Auditors: Nuclear plants not following fire rules

7/1/2008
ASSOCIATED PRESS

WASHINGTON - Operators of nuclear power plants have yet to comply with some of the government's fire safety rules three decades after they were issued, a congressional report said Monday.

The Government Accountability Office said there were 125 fires reported at 54 power plants since 1995, an average of nearly 10 a year, although none threatened safe emergency reactor shutdown or posed any significant safety threats. The fires were mostly electrical or maintenance related.

But the GAO study said the Nuclear Regulatory Commission has been unable to resolve "several long-standing issues" with the industry over fire safety including full compliance with NRC fire rules put in place in 1976 and 1980 as a result of the fire at the Browns Ferry plant in Alabama in 1975.

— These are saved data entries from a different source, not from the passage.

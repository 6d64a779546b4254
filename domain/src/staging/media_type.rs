//! Accepted lab-report media types

use serde::{Deserialize, Serialize};

/// Media types accepted for lab reports
#[derive(Debug, Clone, Copy, PartialEq, Eq, Hash, Serialize, Deserialize)]
#[serde(rename_all = "lowercase")]
pub enum MediaType {
    Pdf,
    Jpeg,
    Png,
}

impl MediaType {
    /// Parse a declared MIME type (case-insensitive, parameters ignored).
    ///
    /// Returns `None` for anything outside PDF, JPEG and PNG.
    pub fn from_mime(mime: &str) -> Option<Self> {
        let essence = mime.split(';').next().unwrap_or("").trim();
        match essence.to_ascii_lowercase().as_str() {
            "application/pdf" => Some(Self::Pdf),
            "image/jpeg" => Some(Self::Jpeg),
            "image/png" => Some(Self::Png),
            _ => None,
        }
    }

    pub fn as_mime(&self) -> &'static str {
        match self {
            Self::Pdf => "application/pdf",
            Self::Jpeg => "image/jpeg",
            Self::Png => "image/png",
        }
    }

    pub fn as_str(&self) -> &'static str {
        match self {
            Self::Pdf => "pdf",
            Self::Jpeg => "jpeg",
            Self::Png => "png",
        }
    }
}

impl std::fmt::Display for MediaType {
    fn fmt(&self, f: &mut std::fmt::Formatter<'_>) -> std::fmt::Result {
        write!(f, "{}", self.as_mime())
    }
}
//! Terminal output configuration from TOML (`[ui]` section)

use serde::{Deserialize, Serialize};

/// Raw UI configuration from TOML
#[derive(Debug, Clone, PartialEq, Serialize, Deserialize)]
#[serde(default)]
pub struct FileUiConfig {
    /// Enable colored terminal output
    pub color: bool,
    /// Seconds a prediction error stays visible
    pub error_dismiss_secs: u64,
    /// Show a spinner while a prediction is pending
    pub show_progress: bool,
    /// Path to REPL history file
    pub history_file: Option<String>,
}

impl Default for FileUiConfig {
    fn default() -> Self {
        Self {
            color: true,
            error_dismiss_secs: 5,
            show_progress: true,
            history_file: None,
        }
    }
}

The blaze, which raged for seven hours at the Browns Ferry Unit 1 reactor, was the worst fire ever at an American nuclear plant. It exposed for the first time that nuclear reactors needed special fire protection to assure a fire did not prevent a reactor from safely shutting down.

The report said some nuclear reactor operators are:

Using unapproved fire safety manuals.

Relying on interim, temporary fixes in response to fire damage instead of making permanent repairs. In one case a plant used "fire watches" designed as temporary safety procedures for five years instead of replacing damaged parts.

Continuing to rely on manual responses, such as a person having to close or open a valve, instead of passive fire protective measures.

Using fire protective wraps around electrical wires without having conducted needed fire endurance tests on the material.

The nuclear industry had no immediate comment on the report. "We haven't had time to examine it," said John Keeley, a spokesman for the Nuclear Energy Institute, the industry's trade group.

Eliot Brenner, a spokesman for the NRC, said the agency considered the GAO report to be accurate and complete. "We will be giving the GAO's findings and conclusions serious consideration," he said.

As industry showed problems with meeting the NRC's "prescriptive" fire safety rules, the NRC in 2004 encouraged reactor operators to adopt a "risk based" approach in which plant operators focused fire safety efforts in areas of the plant where a fire would pose the greatest threat to plant operation and emergency shutdown.

As of April, the new approach had been adopted at only 46 of the 105 reactors, the GAO investigators found.

And the GAO report said the risk-based approach itself faces significant challenges including a shortage of "people with fire modeling, risk assessment and plant-specific expertise" to assure the safety efforts are focused on the right priorities.